▸ Problem details: Report each line from the data below that holds the word "path".

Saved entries

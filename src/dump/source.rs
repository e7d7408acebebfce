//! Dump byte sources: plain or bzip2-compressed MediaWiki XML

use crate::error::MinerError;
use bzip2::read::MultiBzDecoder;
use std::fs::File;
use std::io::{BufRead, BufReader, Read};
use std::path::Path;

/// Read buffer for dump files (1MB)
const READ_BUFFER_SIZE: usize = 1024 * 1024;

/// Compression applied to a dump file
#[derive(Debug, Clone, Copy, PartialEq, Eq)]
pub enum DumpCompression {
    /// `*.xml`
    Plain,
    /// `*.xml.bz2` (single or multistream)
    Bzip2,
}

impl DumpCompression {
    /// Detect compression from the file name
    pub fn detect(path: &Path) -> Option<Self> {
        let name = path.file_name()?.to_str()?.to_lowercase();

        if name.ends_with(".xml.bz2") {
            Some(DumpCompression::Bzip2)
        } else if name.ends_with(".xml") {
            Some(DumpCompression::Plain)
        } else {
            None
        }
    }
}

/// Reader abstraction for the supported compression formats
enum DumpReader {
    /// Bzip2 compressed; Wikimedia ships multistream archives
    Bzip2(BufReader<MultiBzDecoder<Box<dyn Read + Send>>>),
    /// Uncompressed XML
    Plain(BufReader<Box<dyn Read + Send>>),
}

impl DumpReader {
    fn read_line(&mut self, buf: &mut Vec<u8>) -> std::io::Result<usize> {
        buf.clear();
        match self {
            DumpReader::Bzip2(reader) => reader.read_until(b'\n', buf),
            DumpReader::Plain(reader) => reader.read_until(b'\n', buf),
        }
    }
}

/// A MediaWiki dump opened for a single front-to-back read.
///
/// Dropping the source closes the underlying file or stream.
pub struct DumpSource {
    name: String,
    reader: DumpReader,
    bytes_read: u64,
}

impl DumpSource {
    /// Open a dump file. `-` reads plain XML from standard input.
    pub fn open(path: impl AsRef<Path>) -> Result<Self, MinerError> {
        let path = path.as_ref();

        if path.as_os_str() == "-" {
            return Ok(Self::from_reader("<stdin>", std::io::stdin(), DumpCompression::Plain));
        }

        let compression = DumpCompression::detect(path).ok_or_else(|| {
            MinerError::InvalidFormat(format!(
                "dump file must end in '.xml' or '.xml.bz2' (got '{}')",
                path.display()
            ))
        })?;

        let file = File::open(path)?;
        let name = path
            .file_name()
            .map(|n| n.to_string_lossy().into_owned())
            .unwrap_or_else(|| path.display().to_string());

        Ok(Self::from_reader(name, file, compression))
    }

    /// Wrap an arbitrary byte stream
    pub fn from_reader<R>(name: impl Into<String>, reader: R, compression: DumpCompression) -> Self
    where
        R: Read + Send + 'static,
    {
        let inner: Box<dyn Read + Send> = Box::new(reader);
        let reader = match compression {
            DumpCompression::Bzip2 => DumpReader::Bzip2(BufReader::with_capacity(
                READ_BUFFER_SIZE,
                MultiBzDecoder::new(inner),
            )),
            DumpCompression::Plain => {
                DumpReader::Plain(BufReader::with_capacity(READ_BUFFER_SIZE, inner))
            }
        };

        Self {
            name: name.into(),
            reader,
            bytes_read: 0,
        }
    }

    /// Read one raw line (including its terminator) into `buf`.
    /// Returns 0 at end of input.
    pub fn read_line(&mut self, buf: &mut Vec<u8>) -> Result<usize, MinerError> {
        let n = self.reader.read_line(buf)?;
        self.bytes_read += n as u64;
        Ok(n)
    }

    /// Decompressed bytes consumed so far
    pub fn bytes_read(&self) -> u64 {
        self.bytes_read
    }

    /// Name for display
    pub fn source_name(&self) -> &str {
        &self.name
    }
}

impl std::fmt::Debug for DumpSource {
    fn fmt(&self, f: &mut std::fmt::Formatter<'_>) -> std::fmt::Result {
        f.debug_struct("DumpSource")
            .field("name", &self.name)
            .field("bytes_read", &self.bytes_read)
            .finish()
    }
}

▸ Exercise answer:
use std::path::Path;
    pub fn detect(path: &Path) -> Option<Self> {
        let name = path.file_name()?.to_str()?.to_lowercase();
    pub fn open(path: impl AsRef<Path>) -> Result<Self, MinerError> {
        let path = path.as_ref();
        if path.as_os_str() == "-" {
        let compression = DumpCompression::detect(path).ok_or_else(|| {
                path.display()
        let file = File::open(path)?;
        let name = path
            .unwrap_or_else(|| path.display().to_string());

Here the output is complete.